● Data for processing
use thiserror::Error;

/// A non-root process attempted to mutate the root process's receiver
/// table. Raised synchronously to the offending caller; the root's table is
/// left unchanged.
#[derive(Error, Debug, Clone, Copy, PartialEq, Eq)]
#[error("only the root process may install receivers on the root process")]
pub struct NotMainProcessError;

/// `spawn`/`spawn_link` referenced a process body name with no matching
/// `process_body!` registration.
#[derive(Error, Debug, Clone, PartialEq, Eq)]
#[error("no process body registered under name {0:?}")]
pub struct BodyNotFound(pub String);

/// Two `process_body!` registrations used the same name.
#[derive(Error, Debug, Clone, PartialEq, Eq)]
#[error("duplicate process_body! registration for name {0:?}")]
pub struct DuplicateBodyName(pub String);

/// A failure on the framed duplex channel to an OS-backed child, surfaced
/// synchronously to a caller explicitly waiting on a spawn handshake.
/// Ordinary `send` stays silent on a dead peer, per the mailbox contract.
#[derive(Error, Debug)]
pub enum TransportError {
    #[error("transport io error: {0}")]
    Io(#[from] std::io::Error),
    #[error("transport encoding error: {0}")]
    Encoding(#[from] bincode::Error),
    #[error("child process exited before completing the spawn handshake")]
    ChildExitedDuringHandshake,
}
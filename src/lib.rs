//! An Erlang-style process/mailbox/link runtime.
//!
//! Independent processes communicate exclusively by asynchronous message
//! send; each has a private mailbox and an insertion-ordered table of
//! pattern/handler bindings; each can be bidirectionally linked to other
//! processes so abnormal termination propagates along link edges. Two
//! interchangeable process flavors share this contract: thread-backed
//! (same address space) and OS-process-backed (a re-exec'd child process,
//! reached over a framed byte-stream transport).
//!
//! Call [`child_entrypoint`] as the first statement of `fn main()` in any
//! binary that calls [`spawn_os`]/[`spawn_os_link`] — it takes over and
//! never returns when the running binary is actually a re-exec'd child.

mod body;
mod child;
mod error;
mod handle;
mod identity;
mod link;
mod mailbox;
mod panic;
mod pattern;
mod process;
mod receiver_table;
mod runtime;
mod spawner;
mod term;
mod transport;

pub use body::{BodyLookupError, ProcessBody};
pub use error::{BodyNotFound, DuplicateBodyName, NotMainProcessError, TransportError};
pub use handle::{Handle, Route};
pub use identity::Identity;
pub use pattern::{Matcher, Pattern};
pub use process::TerminationReason;
pub use receiver_table::{Handler, HandlerOutcome};
pub use runtime::{Runtime, ROOT_NAME};
pub use spawner::{spawn, spawn_link, spawn_os, spawn_os_link, ThreadBody};
pub use term::{exit_envelope, Envelope, Term, EXIT_TAG};

/// Re-exported so [`process_body!`] can expand to `$crate::inventory::submit!`
/// without requiring callers to depend on `inventory` directly.
#[doc(hidden)]
pub use inventory;

/// Sends `envelope` to `target`; non-blocking and silent if the target is
/// dead or unreachable.
///
/// Dispatches differently depending on where it's called from: inside a
/// re-exec'd OS-backed child it forwards non-local sends to the parent
/// broker over the child's own stdout; everywhere else it goes through the
/// process-wide [`Runtime`].
pub fn send(target: &Handle, envelope: Envelope) {
    if child::is_child_process() {
        match target.route() {
            Route::Local(sender) => mailbox::enqueue(sender, envelope),
            Route::Broker(id) => child::send_upstream(*id, envelope),
        }
    } else {
        Runtime::current().send(target, envelope);
    }
}

/// Installs or replaces a pattern/handler binding on `target`.
///
/// Enforces the root invariant for `target == Runtime::current().root_handle()`.
///
/// Inside a re-exec'd OS-backed child (which never bootstraps a [`Runtime`])
/// this only does something when `target` is the calling process's own
/// handle, which is the only target spec bodies ever install receivers on
/// from inside the OS-backed flavor — there is no wire operation to mutate
/// another process's table remotely.
pub fn install_receiver(target: &Handle, pattern: Pattern, handler: Handler) -> Result<(), NotMainProcessError> {
    if let Some(record) = child::local_record() {
        if target.identity() == record.handle().identity() {
            record.install_receiver(pattern, handler);
        }
        return Ok(());
    }
    Runtime::current().install_receiver(target, pattern, handler)
}

/// Requests that `target` terminate. Terminating the root process tears
/// down every other live process too.
///
/// Inside a re-exec'd OS-backed child, a self-targeted request is applied
/// directly to the local process record; any other target is forwarded to
/// the parent broker, which resolves it against the real process tables.
pub fn terminate(target: &Handle) {
    if let Some(record) = child::local_record() {
        if target.identity() == record.handle().identity() {
            record.request_terminate();
        } else {
            child::terminate_upstream(target.identity());
        }
        return;
    }
    Runtime::current().terminate(target)
}

/// Blocks until `target` terminates, or `timeout` elapses (returning `false`
/// in that case). `None` blocks indefinitely.
///
/// Inside a re-exec'd OS-backed child this only blocks for a self-targeted
/// wait; there is no request/response channel back from the parent broker
/// for a remote process's termination, so waiting on any other target
/// returns immediately based on the last liveness this process observed for
/// it (e.g. via a received `EXIT` envelope).
pub fn wait(target: &Handle, timeout: Option<std::time::Duration>) -> bool {
    if let Some(record) = child::local_record() {
        if target.identity() == record.handle().identity() {
            return record.wait(timeout);
        }
        return !target.is_alive();
    }
    Runtime::current().wait(target, timeout)
}

/// Reports whether `target` is still alive.
///
/// Outside a re-exec'd OS-backed child this is resolved against the
/// authoritative process tables by identity, so it is accurate even for a
/// `Handle` that crossed the wire. Inside a child, only the calling
/// process's own liveness is tracked authoritatively; a remote target's
/// liveness reflects the last `EXIT` this process observed for it, same as
/// `wait` above.
pub fn is_alive(target: &Handle) -> bool {
    if let Some(record) = child::local_record() {
        if target.identity() == record.handle().identity() {
            return record.is_alive();
        }
        return target.is_alive();
    }
    Runtime::current().is_alive(target)
}

/// Transfers control to the dispatch loop and exits the whole program,
/// without returning, if this binary is actually a re-exec'd OS-backed
/// child spawned by [`spawn_os`]/[`spawn_os_link`]. Otherwise returns
/// immediately so the embedding program's real `main` proceeds unaffected.
///
/// Must be the first statement of `fn main()` in any binary that uses the
/// OS-backed flavor.
pub fn child_entrypoint() {
    child::run();
}
//! The framed duplex byte channel carrying envelopes between an OS-backed
//! child and the runtime broker that owns it.
//!
//! A frame is a 4-byte little-endian length prefix followed by a
//! `bincode`-encoded payload. Thread-backed processes never touch this
//! module; they hand envelopes directly through an in-process channel.

use std::io::{self, Read, Write};

use log::warn;
use serde::{de::DeserializeOwned, Serialize};

use crate::error::TransportError;
use crate::identity::Identity;
use crate::term::Envelope;

/// A frame sent from a child to the broker: the destination identity (the
/// child doesn't know whether it's thread-backed, root-resident, or another
/// OS-backed child) plus the envelope itself.
pub type ChildToBrokerFrame = (Identity, Envelope);

/// A frame sent from the broker to a child: just the envelope, since a
/// child has exactly one parent pipe and needs no destination tag.
pub type BrokerToChildFrame = Envelope;

pub fn write_frame<W: Write, T: Serialize>(writer: &mut W, value: &T) -> Result<(), TransportError> {
    let bytes = bincode::serialize(value)?;
    let len = u32::try_from(bytes.len()).map_err(|_| {
        TransportError::Io(io::Error::new(io::ErrorKind::InvalidData, "frame too large"))
    })?;
    writer.write_all(&len.to_le_bytes())?;
    writer.write_all(&bytes)?;
    writer.flush()?;
    Ok(())
}

/// Reads one frame. Returns `Ok(None)` on a clean EOF before any bytes of
/// the next frame's length prefix arrive — the caller treats this as the
/// child having exited.
pub fn read_frame<R: Read, T: DeserializeOwned>(reader: &mut R) -> Result<Option<T>, TransportError> {
    let mut len_bytes = [0u8; 4];
    match reader.read_exact(&mut len_bytes) {
        Ok(()) => {}
        Err(e) if e.kind() == io::ErrorKind::UnexpectedEof => return Ok(None),
        Err(e) => return Err(e.into()),
    }
    let len = u32::from_le_bytes(len_bytes) as usize;
    let mut buf = vec![0u8; len];
    reader.read_exact(&mut buf)?;
    let value = bincode::deserialize(&buf)?;
    Ok(Some(value))
}

/// Spawns the reader thread that drains an OS-backed child's stdout and
/// forwards decoded `(destination, envelope)` frames to `on_frame`. Calls
/// `on_eof` exactly once, whether the pipe closed cleanly or a transport
/// error occurred, so the caller can drive the same `process-exited`
/// fan-out either way.
pub fn spawn_child_reader<R, F, G>(mut stdout: R, mut on_frame: F, mut on_eof: G)
where
    R: Read + Send + 'static,
    F: FnMut(Identity, Envelope) + Send + 'static,
    G: FnMut() + Send + 'static,
{
    std::thread::spawn(move || loop {
        match read_frame::<_, ChildToBrokerFrame>(&mut stdout) {
            Ok(Some((destination, envelope))) => on_frame(destination, envelope),
            Ok(None) => {
                on_eof();
                break;
            }
            Err(err) => {
                warn!("transport read error, treating as child exit: {err}");
                on_eof();
                break;
            }
        }
    });
}

#[cfg(test)]
mod tests {
    use super::*;
    use crate::term::Term;

    #[test]
    fn frame_round_trips() {
        let mut buf = Vec::new();
        let frame: ChildToBrokerFrame = (Identity::next(), vec![Term::atom("ping")]);
        write_frame(&mut buf, &frame).unwrap();
        let mut cursor = io::Cursor::new(buf);
        let decoded: ChildToBrokerFrame = read_frame(&mut cursor).unwrap().unwrap();
        assert_eq!(decoded.1, frame.1);
    }

    #[test]
    fn empty_stream_reads_as_eof() {
        let mut cursor = io::Cursor::new(Vec::<u8>::new());
        let decoded: Option<ChildToBrokerFrame> = read_frame(&mut cursor).unwrap();
        assert!(decoded.is_none());
    }
}
//! Live task model.

use agency_core::types::{CalendarDate, DbId, Timestamp};
use serde::{Deserialize, Serialize};
use sqlx::FromRow;

/// A row from the `tasks` table.
#[derive(Debug, Clone, FromRow, Serialize)]
pub struct Task {
    pub id: DbId,
    pub milestone_id: DbId,
    pub title: String,
    pub description: Option<String>,
    pub position: i32,
    pub priority: String,
    pub visibility: String,
    pub estimated_hours: Option<f64>,
    pub due_date: Option<CalendarDate>,
    pub status: String,
    pub created_at: Timestamp,
    pub updated_at: Timestamp,
}

/// DTO for creating a live task.
#[derive(Debug, Clone, Deserialize)]
pub struct CreateTask {
    pub milestone_id: DbId,
    pub title: String,
    pub description: Option<String>,
    pub position: i32,
    pub priority: Option<String>,
    pub visibility: Option<String>,
    pub estimated_hours: Option<f64>,
    pub due_date: Option<CalendarDate>,
}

● Prompt
From the data above, return every line from the line that has "use super::*;" up to and including the line that has "let decoded: Option<ChildToBrokerFrame>", exactly.

● Output below
    use super::*;
    use crate::term::Term;

    #[test]
    fn frame_round_trips() {
        let mut buf = Vec::new();
        let frame: ChildToBrokerFrame = (Identity::next(), vec![Term::atom("ping")]);
        write_frame(&mut buf, &frame).unwrap();
        let mut cursor = io::Cursor::new(buf);
        let decoded: ChildToBrokerFrame = read_frame(&mut cursor).unwrap().unwrap();
        assert_eq!(decoded.1, frame.1);
    }

    #[test]
    fn empty_stream_reads_as_eof() {
        let mut cursor = io::Cursor::new(Vec::<u8>::new());
        let decoded: Option<ChildToBrokerFrame> = read_frame(&mut cursor).unwrap();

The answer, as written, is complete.